◆ Items listed in a dataset
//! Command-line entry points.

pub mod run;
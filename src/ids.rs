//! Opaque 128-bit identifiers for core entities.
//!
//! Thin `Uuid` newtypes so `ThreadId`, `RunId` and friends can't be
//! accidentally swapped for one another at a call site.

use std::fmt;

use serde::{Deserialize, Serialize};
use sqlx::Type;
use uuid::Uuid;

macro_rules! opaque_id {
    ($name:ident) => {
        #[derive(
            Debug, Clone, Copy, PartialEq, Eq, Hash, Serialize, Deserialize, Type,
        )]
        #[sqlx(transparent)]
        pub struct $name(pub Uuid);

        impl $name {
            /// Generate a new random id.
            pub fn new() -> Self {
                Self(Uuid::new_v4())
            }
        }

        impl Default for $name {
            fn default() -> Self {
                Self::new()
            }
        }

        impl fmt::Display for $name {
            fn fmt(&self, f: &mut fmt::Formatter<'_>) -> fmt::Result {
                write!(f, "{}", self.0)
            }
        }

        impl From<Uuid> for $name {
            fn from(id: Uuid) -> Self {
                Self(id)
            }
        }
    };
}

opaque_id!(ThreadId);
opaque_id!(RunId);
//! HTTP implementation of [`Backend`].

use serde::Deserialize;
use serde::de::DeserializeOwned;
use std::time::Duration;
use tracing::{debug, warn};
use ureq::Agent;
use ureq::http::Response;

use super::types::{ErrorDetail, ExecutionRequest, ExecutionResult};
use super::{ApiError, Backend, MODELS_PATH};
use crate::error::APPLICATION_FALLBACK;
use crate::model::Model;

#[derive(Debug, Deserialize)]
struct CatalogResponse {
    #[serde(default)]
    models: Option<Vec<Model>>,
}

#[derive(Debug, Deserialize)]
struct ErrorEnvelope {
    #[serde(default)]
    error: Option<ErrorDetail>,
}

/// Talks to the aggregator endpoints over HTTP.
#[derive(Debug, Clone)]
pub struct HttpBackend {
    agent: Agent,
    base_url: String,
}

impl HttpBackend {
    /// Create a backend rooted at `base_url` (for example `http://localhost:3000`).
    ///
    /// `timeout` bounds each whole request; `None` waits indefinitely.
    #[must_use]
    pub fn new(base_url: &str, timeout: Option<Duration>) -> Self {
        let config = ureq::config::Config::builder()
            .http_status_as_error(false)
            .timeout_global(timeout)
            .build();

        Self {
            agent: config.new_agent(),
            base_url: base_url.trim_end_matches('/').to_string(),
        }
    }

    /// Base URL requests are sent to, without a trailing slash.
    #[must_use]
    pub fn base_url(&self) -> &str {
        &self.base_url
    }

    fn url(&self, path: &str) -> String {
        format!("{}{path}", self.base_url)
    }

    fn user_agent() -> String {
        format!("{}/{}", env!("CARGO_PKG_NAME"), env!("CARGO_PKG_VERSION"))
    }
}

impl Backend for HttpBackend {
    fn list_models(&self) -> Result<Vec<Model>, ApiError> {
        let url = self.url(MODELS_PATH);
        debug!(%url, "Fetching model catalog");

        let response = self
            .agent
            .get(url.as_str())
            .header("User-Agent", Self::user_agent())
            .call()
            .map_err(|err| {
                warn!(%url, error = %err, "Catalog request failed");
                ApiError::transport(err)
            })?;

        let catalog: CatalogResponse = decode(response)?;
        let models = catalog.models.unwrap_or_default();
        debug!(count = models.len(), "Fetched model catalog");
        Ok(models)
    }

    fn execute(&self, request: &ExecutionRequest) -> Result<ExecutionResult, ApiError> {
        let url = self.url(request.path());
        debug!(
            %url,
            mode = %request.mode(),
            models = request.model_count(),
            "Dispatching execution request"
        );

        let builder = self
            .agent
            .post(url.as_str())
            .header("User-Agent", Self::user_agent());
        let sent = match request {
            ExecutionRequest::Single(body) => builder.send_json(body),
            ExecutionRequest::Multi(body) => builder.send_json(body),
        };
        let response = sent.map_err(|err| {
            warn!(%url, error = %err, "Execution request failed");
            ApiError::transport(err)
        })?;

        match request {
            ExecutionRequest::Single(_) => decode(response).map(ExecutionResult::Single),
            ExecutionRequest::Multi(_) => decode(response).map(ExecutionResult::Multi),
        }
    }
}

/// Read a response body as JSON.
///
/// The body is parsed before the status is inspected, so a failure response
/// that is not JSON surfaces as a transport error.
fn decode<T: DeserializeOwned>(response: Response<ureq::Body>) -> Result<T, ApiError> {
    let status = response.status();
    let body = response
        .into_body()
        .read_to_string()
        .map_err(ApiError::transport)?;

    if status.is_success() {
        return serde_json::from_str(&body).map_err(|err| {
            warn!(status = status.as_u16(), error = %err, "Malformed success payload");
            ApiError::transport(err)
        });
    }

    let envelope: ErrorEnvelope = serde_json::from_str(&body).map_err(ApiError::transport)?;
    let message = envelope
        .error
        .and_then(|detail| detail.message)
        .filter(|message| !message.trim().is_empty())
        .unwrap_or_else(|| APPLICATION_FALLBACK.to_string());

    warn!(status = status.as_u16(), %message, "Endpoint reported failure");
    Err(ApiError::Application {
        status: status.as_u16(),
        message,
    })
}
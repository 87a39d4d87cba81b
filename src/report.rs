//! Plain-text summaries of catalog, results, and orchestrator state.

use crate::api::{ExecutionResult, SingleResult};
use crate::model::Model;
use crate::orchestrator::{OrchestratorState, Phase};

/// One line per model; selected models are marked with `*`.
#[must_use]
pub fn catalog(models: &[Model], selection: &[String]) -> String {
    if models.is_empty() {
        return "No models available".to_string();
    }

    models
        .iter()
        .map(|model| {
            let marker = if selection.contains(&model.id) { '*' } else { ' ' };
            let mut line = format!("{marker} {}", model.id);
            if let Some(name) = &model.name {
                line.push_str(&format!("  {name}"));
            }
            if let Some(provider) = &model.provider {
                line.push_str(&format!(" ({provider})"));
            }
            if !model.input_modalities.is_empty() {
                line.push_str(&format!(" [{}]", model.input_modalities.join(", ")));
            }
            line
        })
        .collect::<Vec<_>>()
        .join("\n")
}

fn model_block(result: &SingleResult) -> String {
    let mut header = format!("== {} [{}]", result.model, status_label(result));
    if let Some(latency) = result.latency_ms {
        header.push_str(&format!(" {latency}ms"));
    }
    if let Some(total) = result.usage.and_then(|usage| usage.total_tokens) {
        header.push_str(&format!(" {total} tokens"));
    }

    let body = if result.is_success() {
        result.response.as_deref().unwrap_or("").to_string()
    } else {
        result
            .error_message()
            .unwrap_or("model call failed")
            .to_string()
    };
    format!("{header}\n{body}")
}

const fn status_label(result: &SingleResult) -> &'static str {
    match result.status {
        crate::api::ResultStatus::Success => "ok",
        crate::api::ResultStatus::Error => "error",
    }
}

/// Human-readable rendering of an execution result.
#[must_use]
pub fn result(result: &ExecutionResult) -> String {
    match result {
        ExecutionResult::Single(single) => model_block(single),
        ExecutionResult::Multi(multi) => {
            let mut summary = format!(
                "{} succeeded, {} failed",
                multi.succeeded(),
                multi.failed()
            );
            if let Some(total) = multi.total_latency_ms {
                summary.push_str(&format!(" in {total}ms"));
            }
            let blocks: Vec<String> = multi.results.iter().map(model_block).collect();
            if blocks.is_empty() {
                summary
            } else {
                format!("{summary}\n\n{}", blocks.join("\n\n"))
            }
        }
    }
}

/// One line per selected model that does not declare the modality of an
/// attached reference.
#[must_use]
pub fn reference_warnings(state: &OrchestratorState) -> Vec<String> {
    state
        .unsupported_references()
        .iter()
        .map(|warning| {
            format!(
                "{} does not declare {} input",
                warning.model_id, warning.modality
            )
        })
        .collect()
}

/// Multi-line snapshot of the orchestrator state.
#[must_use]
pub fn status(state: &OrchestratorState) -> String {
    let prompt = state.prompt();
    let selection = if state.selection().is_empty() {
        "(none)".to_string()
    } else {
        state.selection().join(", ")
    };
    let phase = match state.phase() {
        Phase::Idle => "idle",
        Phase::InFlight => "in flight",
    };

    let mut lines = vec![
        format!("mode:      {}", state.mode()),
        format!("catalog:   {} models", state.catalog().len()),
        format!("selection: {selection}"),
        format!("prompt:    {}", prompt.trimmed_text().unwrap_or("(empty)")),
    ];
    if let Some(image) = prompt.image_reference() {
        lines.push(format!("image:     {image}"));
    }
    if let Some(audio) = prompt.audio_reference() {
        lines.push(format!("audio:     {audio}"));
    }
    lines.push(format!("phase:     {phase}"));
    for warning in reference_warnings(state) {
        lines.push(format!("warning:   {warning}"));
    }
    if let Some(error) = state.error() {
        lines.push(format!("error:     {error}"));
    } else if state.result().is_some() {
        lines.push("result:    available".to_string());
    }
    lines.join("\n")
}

◆ Directions
Report how many lines of the data hold the string "Option"; give only the number.

◆ Task answer
3